(Collected data)
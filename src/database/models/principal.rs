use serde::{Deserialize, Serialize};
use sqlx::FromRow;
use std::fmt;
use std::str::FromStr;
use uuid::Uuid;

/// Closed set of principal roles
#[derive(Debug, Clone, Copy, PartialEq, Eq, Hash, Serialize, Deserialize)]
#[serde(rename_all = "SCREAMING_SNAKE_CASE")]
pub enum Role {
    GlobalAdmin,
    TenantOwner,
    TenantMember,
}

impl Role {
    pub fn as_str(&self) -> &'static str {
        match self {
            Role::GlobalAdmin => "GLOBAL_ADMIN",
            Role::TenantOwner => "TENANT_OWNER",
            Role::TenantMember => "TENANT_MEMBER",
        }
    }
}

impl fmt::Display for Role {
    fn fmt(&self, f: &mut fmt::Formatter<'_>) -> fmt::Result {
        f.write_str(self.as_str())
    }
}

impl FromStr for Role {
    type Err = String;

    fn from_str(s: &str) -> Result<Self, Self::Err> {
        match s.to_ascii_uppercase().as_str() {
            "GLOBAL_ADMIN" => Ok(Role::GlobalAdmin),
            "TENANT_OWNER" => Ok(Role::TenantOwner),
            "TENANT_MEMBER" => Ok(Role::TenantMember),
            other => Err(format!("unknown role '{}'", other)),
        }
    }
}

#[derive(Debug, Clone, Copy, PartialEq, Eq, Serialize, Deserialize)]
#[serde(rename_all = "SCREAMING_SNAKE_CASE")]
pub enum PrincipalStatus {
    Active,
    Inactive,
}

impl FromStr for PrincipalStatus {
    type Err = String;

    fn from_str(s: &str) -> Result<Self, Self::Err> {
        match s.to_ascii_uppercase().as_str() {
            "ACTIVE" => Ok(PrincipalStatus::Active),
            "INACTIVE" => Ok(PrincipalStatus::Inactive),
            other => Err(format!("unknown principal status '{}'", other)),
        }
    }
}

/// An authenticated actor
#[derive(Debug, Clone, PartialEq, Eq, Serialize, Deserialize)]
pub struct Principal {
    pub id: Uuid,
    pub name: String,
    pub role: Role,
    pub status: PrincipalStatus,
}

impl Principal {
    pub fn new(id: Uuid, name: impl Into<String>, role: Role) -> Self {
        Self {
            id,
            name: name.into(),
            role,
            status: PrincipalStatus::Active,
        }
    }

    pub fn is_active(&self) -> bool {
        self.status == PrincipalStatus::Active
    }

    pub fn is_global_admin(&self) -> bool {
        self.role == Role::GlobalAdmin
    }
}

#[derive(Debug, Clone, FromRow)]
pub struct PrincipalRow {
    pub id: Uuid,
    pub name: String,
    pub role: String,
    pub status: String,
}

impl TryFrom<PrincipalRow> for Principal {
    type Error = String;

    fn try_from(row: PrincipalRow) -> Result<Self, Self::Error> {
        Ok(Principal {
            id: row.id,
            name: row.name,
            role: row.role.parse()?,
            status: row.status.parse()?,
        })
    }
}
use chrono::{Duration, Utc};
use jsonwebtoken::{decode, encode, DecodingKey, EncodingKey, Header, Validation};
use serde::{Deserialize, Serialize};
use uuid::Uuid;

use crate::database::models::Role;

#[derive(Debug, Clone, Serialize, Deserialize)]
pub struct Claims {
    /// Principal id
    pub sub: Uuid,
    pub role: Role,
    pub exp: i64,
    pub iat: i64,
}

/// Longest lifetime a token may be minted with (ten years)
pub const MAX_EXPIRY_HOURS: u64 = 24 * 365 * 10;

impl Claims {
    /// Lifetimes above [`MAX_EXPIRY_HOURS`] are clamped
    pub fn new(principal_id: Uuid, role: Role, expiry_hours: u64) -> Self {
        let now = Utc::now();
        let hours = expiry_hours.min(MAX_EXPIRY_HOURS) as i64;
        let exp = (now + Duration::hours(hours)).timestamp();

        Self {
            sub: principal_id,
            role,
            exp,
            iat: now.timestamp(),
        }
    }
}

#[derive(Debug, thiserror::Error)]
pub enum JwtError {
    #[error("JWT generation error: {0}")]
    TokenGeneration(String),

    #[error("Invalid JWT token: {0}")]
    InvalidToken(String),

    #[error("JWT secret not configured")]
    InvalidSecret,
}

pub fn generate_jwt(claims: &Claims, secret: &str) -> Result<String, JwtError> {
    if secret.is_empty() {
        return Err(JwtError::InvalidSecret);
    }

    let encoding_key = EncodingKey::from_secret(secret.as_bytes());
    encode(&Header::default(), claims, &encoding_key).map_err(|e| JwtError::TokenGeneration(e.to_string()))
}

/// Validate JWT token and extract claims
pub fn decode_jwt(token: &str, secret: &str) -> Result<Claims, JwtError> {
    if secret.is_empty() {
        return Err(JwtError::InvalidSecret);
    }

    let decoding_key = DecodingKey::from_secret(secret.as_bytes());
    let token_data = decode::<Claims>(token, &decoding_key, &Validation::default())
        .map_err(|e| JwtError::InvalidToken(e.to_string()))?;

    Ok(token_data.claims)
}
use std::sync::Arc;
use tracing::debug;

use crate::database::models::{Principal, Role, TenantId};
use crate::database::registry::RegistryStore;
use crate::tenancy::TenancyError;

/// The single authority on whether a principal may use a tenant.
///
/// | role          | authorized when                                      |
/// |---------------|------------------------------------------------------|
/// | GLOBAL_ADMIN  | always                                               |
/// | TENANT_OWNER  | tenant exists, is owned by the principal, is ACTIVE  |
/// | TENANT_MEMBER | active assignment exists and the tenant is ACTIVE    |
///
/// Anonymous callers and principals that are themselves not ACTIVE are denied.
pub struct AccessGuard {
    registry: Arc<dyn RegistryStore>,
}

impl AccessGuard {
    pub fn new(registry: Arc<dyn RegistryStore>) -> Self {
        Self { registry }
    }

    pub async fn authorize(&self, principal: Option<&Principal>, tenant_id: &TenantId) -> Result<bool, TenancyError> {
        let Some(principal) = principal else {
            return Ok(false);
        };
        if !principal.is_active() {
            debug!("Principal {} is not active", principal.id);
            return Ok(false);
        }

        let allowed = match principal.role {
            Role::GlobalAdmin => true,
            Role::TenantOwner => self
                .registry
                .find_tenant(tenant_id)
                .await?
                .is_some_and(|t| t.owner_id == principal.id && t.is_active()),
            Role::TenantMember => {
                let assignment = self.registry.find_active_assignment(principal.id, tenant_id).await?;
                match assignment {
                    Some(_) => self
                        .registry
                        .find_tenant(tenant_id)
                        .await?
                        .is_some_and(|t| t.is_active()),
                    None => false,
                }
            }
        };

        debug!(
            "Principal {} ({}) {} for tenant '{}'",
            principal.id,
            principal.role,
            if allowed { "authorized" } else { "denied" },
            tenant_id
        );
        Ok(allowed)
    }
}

> _Task requirements_
How many lines in the records hold the string "denied"? The number alone is the answer.

> _Solution to the problem_
2